Я чувствую в своем голосе просительные нотки. Предательство! Когда просишь, то обязательно получаешь отказ.
— Вячеслав Александрович, это по твоей специальности, — обращается секретарь к вошедшему. И мне: — Вильчик — главный специалист наш по цикорию. Кандидат наук. Но только очень уж вы неудачно к нам, хотя бы заранее предупредили. У нас и машины нет. И совещание начинается.
В кабинет действительно стали заходить молодые люди.
— Придется вам подождать. Мы ненадолго.
Что делать, иду в библиотеку горкома. Приветливая, внимательная Людмила Николаевна, узнав, что я хочу посмотреть в районе, дает мне книжку «Цикорий». И на обложке фамилия — В. А. Вильчик. Есть у меня такая книжка, но я ее еще не читала.
Рассматриваю рисунки.
Похожий на длинную кормовую свеклу или на крупную морковь корнеплод с пучком саблеобразных листьев, идущих от самого корнеплода.
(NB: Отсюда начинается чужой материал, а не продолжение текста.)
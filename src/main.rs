//! devsandbox CLI
//!
//! One subcommand per lifecycle or dispatch operation. Exits 0 on success and
//! 1 on error; `compile` and `debug` exit with the command's own status.

use std::path::PathBuf;
use std::time::Duration;

use clap::{Parser, Subcommand};

use devsandbox::{DispatchOutcome, SandboxConfig, SandboxManager};

/// Manage a disposable development sandbox next to this project
#[derive(Debug, Parser)]
#[command(name = "devsandbox", author, version)]
struct Args {
    #[command(subcommand)]
    command: Command,

    /// Configuration file (TOML, or JSON with a .json extension)
    #[arg(short, long, default_value = "sandbox.toml")]
    config: PathBuf,

    /// Kill compile/debug commands after this many seconds
    #[arg(short, long)]
    timeout: Option<u64>,

    /// Enable debug logging
    #[arg(short, long)]
    verbose: bool,
}

#[derive(Debug, Subcommand)]
enum Command {
    /// Install the backend if needed and provision the sandbox account
    Create,

    /// Copy a project file into the sandbox
    Copy {
        /// Path relative to the project root, or absolute under it
        path: PathBuf,
    },

    /// Copy a sandbox file back over its project counterpart
    Pull { path: PathBuf },

    /// Run the compile command for a file inside the sandbox
    Compile { path: PathBuf },

    /// Run the debug command for a file inside the sandbox
    Debug { path: PathBuf },

    /// Stop (if running) and resume the sandbox
    Restart,

    /// Suspend the sandbox, keeping its data
    Stop,

    /// Show the current sandbox state
    Status,

    /// Back up changed sandbox files, then remove the sandbox
    Destroy,

    /// List teardown backups
    Backups,
}

#[tokio::main]
async fn main() {
    let args = Args::parse();

    let level = if args.verbose {
        tracing::Level::DEBUG
    } else {
        tracing::Level::INFO
    };
    tracing_subscriber::fmt()
        .with_env_filter(tracing_subscriber::EnvFilter::from_default_env().add_directive(level.into()))
        .with_writer(std::io::stderr)
        .init();

    let code = match run(args).await {
        Ok(code) => code,
        Err(e) => {
            eprintln!("error: {}", e);
            1
        }
    };
    std::process::exit(code);
}

async fn run(args: Args) -> devsandbox::Result<i32> {
    let config = SandboxConfig::load_or_default(&args.config)?;
    let manager = SandboxManager::from_config(config)
        .with_dispatch_timeout(args.timeout.map(Duration::from_secs));

    tracing::debug!(
        backend = %manager.backend_name(),
        root = %manager.identity().root_path.display(),
        "using sandbox"
    );

    match args.command {
        Command::Create => {
            let report = manager.create().await?;
            println!(
                "Sandbox {} ({}installed, account {})",
                report.state,
                if report.installed { "newly " } else { "already " },
                if report.account_created { "created" } else { "existing" }
            );
        }
        Command::Copy { path } => {
            let mapping = manager.push(&path).await?;
            println!(
                "Copied {} -> {}",
                mapping.host_path.display(),
                mapping.sandbox_path.display()
            );
        }
        Command::Pull { path } => {
            let mapping = manager.pull(&path).await?;
            println!(
                "Pulled {} -> {}",
                mapping.sandbox_path.display(),
                mapping.host_path.display()
            );
        }
        Command::Compile { path } => return Ok(relay(manager.compile(&path).await?)),
        Command::Debug { path } => return Ok(relay(manager.debug(&path).await?)),
        Command::Restart => {
            println!("Sandbox {}", manager.restart().await?);
        }
        Command::Stop => {
            println!("Sandbox {}", manager.stop().await?);
        }
        Command::Status => {
            println!("{}", manager.status().await?);
        }
        Command::Destroy => {
            let report = manager.destroy().await?;
            for record in &report.backups {
                println!("Backed up {} -> {}", record.original_name, record.backup_path.display());
            }
            println!(
                "Sandbox {} ({} files checked, {} skipped, {} backed up)",
                report.state,
                report.scanned,
                report.skipped,
                report.backups.len()
            );
        }
        Command::Backups => {
            let backups = manager.backups()?;
            if backups.is_empty() {
                println!("No backups in {}", manager.config().backup_dir().display());
            }
            for record in backups {
                println!(
                    "{}  {}  {}",
                    record.timestamp.format("%Y-%m-%d %H:%M:%S"),
                    record.original_name,
                    record.backup_path.display()
                );
            }
        }
    }

    Ok(0)
}

/// Prints the command's streams and returns its exit code.
fn relay(outcome: DispatchOutcome) -> i32 {
    tracing::debug!(command = %outcome.command, exit_code = outcome.exit_code, "command finished");
    print!("{}", outcome.stdout);
    eprint!("{}", outcome.stderr);
    outcome.exit_code
}
//! Virtual-subsystem (WSL distribution) sandbox backend.

use std::path::{Path, PathBuf};

use async_trait::async_trait;

use crate::config::SandboxIdentity;
use crate::error::Result;

use super::backend::{BackendProbe, ExecOutput, ExecRequest, SandboxBackend};
use super::shell::{run_command, GuestShell};

/// Backend that hosts the sandbox in a WSL distribution.
#[derive(Debug, Clone)]
pub struct SubsystemBackend {
    /// Path to the wsl CLI binary.
    cli_path: String,
}

impl Default for SubsystemBackend {
    fn default() -> Self {
        Self::new()
    }
}

impl SubsystemBackend {
    /// Creates a backend using the default `wsl` command.
    pub fn new() -> Self {
        Self {
            cli_path: "wsl".to_string(),
        }
    }

    /// Creates a backend with a custom CLI path.
    pub fn with_cli_path(cli_path: impl Into<String>) -> Self {
        Self {
            cli_path: cli_path.into(),
        }
    }

    fn shell_as(&self, identity: &SandboxIdentity, user: &str) -> GuestShell {
        GuestShell::new(vec![
            self.cli_path.clone(),
            "-d".to_string(),
            identity.distribution_id.clone(),
            "-u".to_string(),
            user.to_string(),
            "--".to_string(),
        ])
    }

    fn root_shell(&self, identity: &SandboxIdentity) -> GuestShell {
        self.shell_as(identity, "root")
    }

    fn user_shell(&self, identity: &SandboxIdentity) -> GuestShell {
        self.shell_as(identity, &identity.username)
    }

    async fn list_distributions(&self, running_only: bool) -> Result<Vec<String>> {
        let mut args = vec!["--list".to_string()];
        if running_only {
            args.push("--running".to_string());
        }
        args.push("--quiet".to_string());

        let output = run_command(&self.cli_path, &args, None, None).await?;
        if !output.success() {
            // `wsl --list --running` exits non-zero when nothing is running
            return Ok(vec![]);
        }
        Ok(parse_distribution_list(&decode_cli_output(&output.stdout)))
    }

    async fn cli(&self, args: &[&str], operation: &str) -> Result<()> {
        let args: Vec<String> = args.iter().map(|a| a.to_string()).collect();
        run_command(&self.cli_path, &args, None, None)
            .await?
            .check(operation)?;
        Ok(())
    }
}

#[async_trait]
impl SandboxBackend for SubsystemBackend {
    fn name(&self) -> &str {
        "subsystem"
    }

    async fn probe(&self, identity: &SandboxIdentity) -> Result<BackendProbe> {
        let installed = self
            .list_distributions(false)
            .await?
            .iter()
            .any(|d| d == &identity.distribution_id);
        if !installed {
            return Ok(BackendProbe::default());
        }

        let running = self
            .list_distributions(true)
            .await?
            .iter()
            .any(|d| d == &identity.distribution_id);

        let workspace_present = self
            .root_shell(identity)
            .dir_exists(&identity.root_path)
            .await;
        if !running {
            // the check booted the distribution; put it back to sleep
            if let Err(e) = self.stop(identity).await {
                tracing::warn!(
                    distribution = %identity.distribution_id,
                    error = %e,
                    "failed to terminate distribution after checking its workspace"
                );
            }
        }
        let workspace_present = workspace_present?;

        Ok(BackendProbe {
            installed,
            running,
            workspace_present,
        })
    }

    async fn install(&self, identity: &SandboxIdentity) -> Result<()> {
        tracing::info!(distribution = %identity.distribution_id, "installing distribution");
        self.cli(
            &["--install", "-d", &identity.distribution_id],
            "install distribution",
        )
        .await
    }

    async fn provision(&self, identity: &SandboxIdentity) -> Result<bool> {
        self.root_shell(identity).provision(identity).await
    }

    async fn start(&self, identity: &SandboxIdentity) -> Result<()> {
        self.cli(
            &["-d", &identity.distribution_id, "--", "true"],
            "start distribution",
        )
        .await
    }

    async fn stop(&self, identity: &SandboxIdentity) -> Result<()> {
        self.cli(
            &["--terminate", &identity.distribution_id],
            "terminate distribution",
        )
        .await
    }

    async fn exec(&self, identity: &SandboxIdentity, request: ExecRequest) -> Result<ExecOutput> {
        self.user_shell(identity)
            .exec(
                &request.command,
                request.working_dir.as_deref(),
                request.timeout,
            )
            .await
    }

    async fn read_file(&self, identity: &SandboxIdentity, path: &Path) -> Result<Option<Vec<u8>>> {
        self.root_shell(identity).read_file(path).await
    }

    async fn write_file(
        &self,
        identity: &SandboxIdentity,
        path: &Path,
        contents: &[u8],
    ) -> Result<()> {
        self.user_shell(identity).write_file(path, contents).await
    }

    async fn list_files(&self, identity: &SandboxIdentity, root: &Path) -> Result<Vec<PathBuf>> {
        self.root_shell(identity).list_files(root).await
    }

    async fn remove(&self, identity: &SandboxIdentity) -> Result<()> {
        self.root_shell(identity).remove_account(identity).await
    }
}

/// Decodes wsl.exe output, which is UTF-16LE on Windows hosts.
fn decode_cli_output(bytes: &[u8]) -> String {
    let looks_utf16 = bytes.len() >= 2 && bytes.iter().skip(1).step_by(2).all(|b| *b == 0);
    let text = if looks_utf16 {
        let units: Vec<u16> = bytes
            .chunks_exact(2)
            .map(|pair| u16::from_le_bytes([pair[0], pair[1]]))
            .collect();
        String::from_utf16_lossy(&units)
    } else {
        String::from_utf8_lossy(bytes).into_owned()
    };
    text.replace(['\u{feff}', '\0'], "")
}

fn parse_distribution_list(text: &str) -> Vec<String> {
    text.lines()
        .map(|line| line.trim().trim_end_matches("(Default)").trim())
        .filter(|line| !line.is_empty())
        .map(String::from)
        .collect()
}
Стебель иной, чем у того голубого цветочка, который растет при дорогах или на пустырях.
Рекомендации по выращиванию, уборке, переработке, использованию. Это, конечно, хорошо, но все же лучше бы посмотреть, как он растет на полях. Заручившись терпением, я читаю книжку.
«В России цикорное промышленное производство относится к 1800 году в Ростовском уезде Ярославской губернии».
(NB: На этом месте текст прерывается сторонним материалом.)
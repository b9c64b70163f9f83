//! Sandbox lifecycle state machine.
//!
//! State is never stored: every operation probes the backend and derives the
//! current [`SandboxState`] from what it observes. Mutating operations hold
//! the sandbox lock for their whole duration.
//!
//! `destroy` runs the teardown protocol before releasing anything: every
//! sandbox file that differs from its host counterpart is backed up, and the
//! backend is only removed once all backups are confirmed. A failed backup
//! aborts the destroy and leaves the sandbox as it was.

use std::fmt;
use std::path::{Component, Path};
use std::time::Duration;

use crate::config::{CommandTable, SandboxConfig, SandboxIdentity};
use crate::dispatch::{resolve_command, DispatchMode, DispatchOutcome, Dispatcher};
use crate::error::{Error, Result};
use crate::lock::SandboxLock;
use crate::path::{FileMapping, PathMapper};
use crate::sandbox::{backend_for, BackendProbe, SandboxBackend};
use crate::sync::{list_backups, BackupRecord, FileSync};

/// Lifecycle state of a sandbox, derived from a backend probe.
#[derive(Debug, Clone, Copy, PartialEq, Eq, Hash)]
pub enum SandboxState {
    Uninitialized,
    Installing,
    Ready,
    Stopped,
    Destroying,
    Destroyed,
}

impl SandboxState {
    /// Derives the state from probe results.
    ///
    /// Only the stable states come out of a probe; the transient ones exist
    /// while an operation is in flight.
    pub fn from_probe(probe: &BackendProbe) -> Self {
        if !probe.installed || !probe.workspace_present {
            SandboxState::Uninitialized
        } else if probe.running {
            SandboxState::Ready
        } else {
            SandboxState::Stopped
        }
    }

    /// True if sandbox paths can be reached in this state.
    pub fn is_reachable(&self) -> bool {
        matches!(self, SandboxState::Ready | SandboxState::Stopped)
    }

    pub fn as_str(&self) -> &'static str {
        match self {
            SandboxState::Uninitialized => "uninitialized",
            SandboxState::Installing => "installing",
            SandboxState::Ready => "ready",
            SandboxState::Stopped => "stopped",
            SandboxState::Destroying => "destroying",
            SandboxState::Destroyed => "destroyed",
        }
    }
}

impl fmt::Display for SandboxState {
    fn fmt(&self, f: &mut fmt::Formatter<'_>) -> fmt::Result {
        f.write_str(self.as_str())
    }
}

/// Outcome of `create`.
#[derive(Debug, Clone, PartialEq, Eq)]
pub struct CreateReport {
    /// The backend was installed by this call.
    pub installed: bool,
    /// The sandbox account was created by this call.
    pub account_created: bool,
    pub state: SandboxState,
}

/// Outcome of a completed `destroy`.
#[derive(Debug, Clone, PartialEq, Eq)]
pub struct DestroyReport {
    /// Backups taken before teardown.
    pub backups: Vec<BackupRecord>,
    /// Files compared against the host.
    pub scanned: usize,
    /// Dotfiles and files under dot-directories that were not compared.
    pub skipped: usize,
    pub state: SandboxState,
}

#[derive(Debug, Default)]
struct TeardownScan {
    backups: Vec<BackupRecord>,
    scanned: usize,
    skipped: usize,
}

fn log_transition(from: SandboxState, to: SandboxState, operation: &str) {
    tracing::info!(from = %from, to = %to, operation = %operation, "sandbox state transition");
}

/// True if any component of a relative path is hidden.
fn is_hidden(relative: &Path) -> bool {
    relative.components().any(|c| match c {
        Component::Normal(part) => part.to_string_lossy().starts_with('.'),
        _ => false,
    })
}

/// Drives one sandbox through its lifecycle.
pub struct SandboxManager {
    config: SandboxConfig,
    identity: SandboxIdentity,
    backend: Box<dyn SandboxBackend>,
    mapper: PathMapper,
    commands: CommandTable,
    timeout: Option<Duration>,
}

impl SandboxManager {
    pub fn new(config: SandboxConfig, backend: Box<dyn SandboxBackend>) -> Self {
        let identity = config.identity();
        let mapper = PathMapper::new(&config.project_root, &identity.root_path);
        let commands = config.command_table();
        let timeout = config.dispatch_timeout();
        Self {
            config,
            identity,
            backend,
            mapper,
            commands,
            timeout,
        }
    }

    /// Creates a manager with the backend named in the configuration.
    pub fn from_config(config: SandboxConfig) -> Self {
        let backend = backend_for(&config);
        Self::new(config, backend)
    }

    /// Overrides the configured dispatch timeout when `timeout` is set.
    pub fn with_dispatch_timeout(mut self, timeout: Option<Duration>) -> Self {
        if timeout.is_some() {
            self.timeout = timeout;
        }
        self
    }

    pub fn config(&self) -> &SandboxConfig {
        &self.config
    }

    pub fn identity(&self) -> &SandboxIdentity {
        &self.identity
    }

    pub fn mapper(&self) -> &PathMapper {
        &self.mapper
    }

    pub fn backend_name(&self) -> &str {
        self.backend.name()
    }

    fn lock(&self) -> Result<SandboxLock> {
        SandboxLock::acquire(&self.config.state_dir(), &self.identity.root_path)
    }

    fn file_sync(&self) -> FileSync<'_> {
        FileSync::new(
            self.backend.as_ref(),
            &self.identity,
            self.config.backup_dir(),
            self.config.backup_marker.clone(),
        )
    }

    async fn probe(&self) -> Result<BackendProbe> {
        let probe = self.backend.probe(&self.identity).await?;
        tracing::debug!(
            backend = %self.backend.name(),
            installed = probe.installed,
            running = probe.running,
            workspace_present = probe.workspace_present,
            "probed backend"
        );
        Ok(probe)
    }

    /// Probes the backend and reports the derived state.
    pub async fn status(&self) -> Result<SandboxState> {
        Ok(SandboxState::from_probe(&self.probe().await?))
    }

    /// Fails with `SandboxUnreachable` unless the sandbox is in one of `allowed`.
    async fn require_state(
        &self,
        operation: &'static str,
        allowed: &[SandboxState],
    ) -> Result<SandboxState> {
        let state = self.status().await?;
        if allowed.contains(&state) {
            Ok(state)
        } else {
            Err(Error::SandboxUnreachable { operation, state })
        }
    }

    /// Re-probes after a start and fails unless the sandbox came up.
    async fn ensure_ready(&self, operation: &'static str) -> Result<SandboxState> {
        self.require_state(operation, &[SandboxState::Ready]).await
    }

    /// Installs the backend if needed, resumes it, and provisions the account.
    ///
    /// Safe to repeat: an existing installation is reused and an existing
    /// account and workspace are left as they are.
    pub async fn create(&self) -> Result<CreateReport> {
        let _lock = self.lock()?;
        let probe = self.probe().await?;
        let before = SandboxState::from_probe(&probe);

        let installed = if probe.installed {
            tracing::info!(
                distribution = %self.identity.distribution_id,
                state = %before,
                "backend already installed, skipping install"
            );
            false
        } else {
            log_transition(before, SandboxState::Installing, "create");
            self.backend.install(&self.identity).await?;
            true
        };

        if !self.probe().await?.running {
            self.backend.start(&self.identity).await?;
        }

        let account_created = self.backend.provision(&self.identity).await?;
        let state = self.ensure_ready("create").await?;
        log_transition(before, state, "create");

        tracing::info!(
            username = %self.identity.username,
            root = %self.identity.root_path.display(),
            installed,
            account_created,
            "sandbox ready"
        );
        Ok(CreateReport {
            installed,
            account_created,
            state,
        })
    }

    /// Suspends a running sandbox. Stopping a stopped sandbox does nothing.
    pub async fn stop(&self) -> Result<SandboxState> {
        let _lock = self.lock()?;
        let state = self
            .require_state("stop", &[SandboxState::Ready, SandboxState::Stopped])
            .await?;

        if state == SandboxState::Stopped {
            tracing::info!("sandbox already stopped");
            return Ok(state);
        }

        self.backend.stop(&self.identity).await?;
        log_transition(state, SandboxState::Stopped, "stop");
        Ok(SandboxState::Stopped)
    }

    /// Stops the sandbox if running, resumes it, and re-probes readiness.
    pub async fn restart(&self) -> Result<SandboxState> {
        let _lock = self.lock()?;
        let state = self
            .require_state("restart", &[SandboxState::Ready, SandboxState::Stopped])
            .await?;

        if state == SandboxState::Ready {
            self.backend.stop(&self.identity).await?;
            log_transition(state, SandboxState::Stopped, "restart");
        }
        self.backend.start(&self.identity).await?;

        let state = self.ensure_ready("restart").await?;
        log_transition(SandboxState::Stopped, state, "restart");
        Ok(state)
    }

    /// Backs up every differing sandbox file, then removes the sandbox.
    pub async fn destroy(&self) -> Result<DestroyReport> {
        let _lock = self.lock()?;
        let prior = self
            .require_state("destroy", &[SandboxState::Ready, SandboxState::Stopped])
            .await?;
        log_transition(prior, SandboxState::Destroying, "destroy");

        let resumed = prior == SandboxState::Stopped;
        if resumed {
            self.backend.start(&self.identity).await?;
        }

        let scan = match self.backup_differing_files().await {
            Ok(scan) => scan,
            Err(e) => {
                tracing::error!(error = %e, "teardown backup failed, aborting destroy");
                if resumed {
                    if let Err(stop_err) = self.backend.stop(&self.identity).await {
                        tracing::warn!(error = %stop_err, "failed to suspend sandbox after aborted destroy");
                    }
                }
                log_transition(SandboxState::Destroying, prior, "destroy aborted");
                return Err(e);
            }
        };

        tracing::info!(
            backups = scan.backups.len(),
            scanned = scan.scanned,
            skipped = scan.skipped,
            "all backups confirmed, removing sandbox"
        );
        self.backend.remove(&self.identity).await?;
        log_transition(SandboxState::Destroying, SandboxState::Destroyed, "destroy");

        Ok(DestroyReport {
            backups: scan.backups,
            scanned: scan.scanned,
            skipped: scan.skipped,
            state: SandboxState::Destroyed,
        })
    }

    async fn backup_differing_files(&self) -> Result<TeardownScan> {
        let sync = self.file_sync();
        let files = self
            .backend
            .list_files(&self.identity, &self.identity.root_path)
            .await?;

        let mut scan = TeardownScan::default();
        for sandbox_path in files {
            let relative = self.mapper.unmap(&sandbox_path)?;
            if is_hidden(&relative) {
                tracing::debug!(file = %relative.display(), "skipping hidden file");
                scan.skipped += 1;
                continue;
            }

            scan.scanned += 1;
            let mapping = self.mapper.map(&relative)?;
            if sync.contents_differ(&mapping).await? {
                scan.backups.push(sync.backup(&mapping).await?);
            }
        }
        Ok(scan)
    }

    fn mapping_for(&self, host_path: &Path) -> Result<FileMapping> {
        let relative = self.mapper.relativize(host_path)?;
        self.mapper.map(&relative)
    }

    /// Copies a host file into the running sandbox.
    pub async fn push(&self, host_path: &Path) -> Result<FileMapping> {
        let mapping = self.mapping_for(host_path)?;

        let extension = mapping
            .relative
            .extension()
            .map(|e| e.to_string_lossy().into_owned())
            .unwrap_or_default();
        if !self.config.should_sync(&extension) {
            return Err(Error::UnsupportedExtension {
                path: mapping.host_path,
                extension,
                purpose: "sync rule",
            });
        }

        if !mapping.host_path.is_file() {
            return Err(Error::NotFound {
                side: "host",
                path: mapping.host_path,
            });
        }

        self.require_state("copy", &[SandboxState::Ready]).await?;
        self.file_sync().push(&mapping).await?;
        Ok(mapping)
    }

    /// Copies a sandbox file back to its host counterpart.
    pub async fn pull(&self, host_path: &Path) -> Result<FileMapping> {
        let mapping = self.mapping_for(host_path)?;
        self.require_state("pull", &[SandboxState::Ready, SandboxState::Stopped])
            .await?;
        self.file_sync().pull(&mapping).await?;
        Ok(mapping)
    }

    pub async fn compile(&self, host_path: &Path) -> Result<DispatchOutcome> {
        self.dispatch(host_path, DispatchMode::Compile).await
    }

    pub async fn debug(&self, host_path: &Path) -> Result<DispatchOutcome> {
        self.dispatch(host_path, DispatchMode::Debug).await
    }

    async fn dispatch(&self, host_path: &Path, mode: DispatchMode) -> Result<DispatchOutcome> {
        let mapping = self.mapping_for(host_path)?;
        resolve_command(&self.commands, &mapping.sandbox_path, mode)?;

        let operation = match mode {
            DispatchMode::Compile => "compile",
            DispatchMode::Debug => "debug",
        };
        self.require_state(operation, &[SandboxState::Ready]).await?;

        if self.config.auto_copy {
            self.file_sync().push(&mapping).await?;
        }

        Dispatcher::new(self.backend.as_ref(), &self.identity, &self.commands)
            .with_timeout(self.timeout)
            .dispatch(&mapping.sandbox_path, mode)
            .await
    }

    /// Lists the teardown backups on the host, oldest first.
    pub fn backups(&self) -> Result<Vec<BackupRecord>> {
        list_backups(&self.config.backup_dir(), &self.config.backup_marker)
    }
}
Спрос его на мировом рынке велик. Уже тогда, в XIX веке, из Ростова и его уезда вывозилось более пяти тысяч тонн. Сеяли более четырех тысяч гектаров. В начале нашего века профессор Шустов, а позднее, уже в наши дни, инженер Поярков научились добывать из цикория спирт.
О том, что цикорий пьют с чаем и особенно с кофе, давно всем известно, но то, что он с незапамятных времен имеет в народной медицине широкое применение, это немногие знают. Нервы, желудок, почки и даже сердце...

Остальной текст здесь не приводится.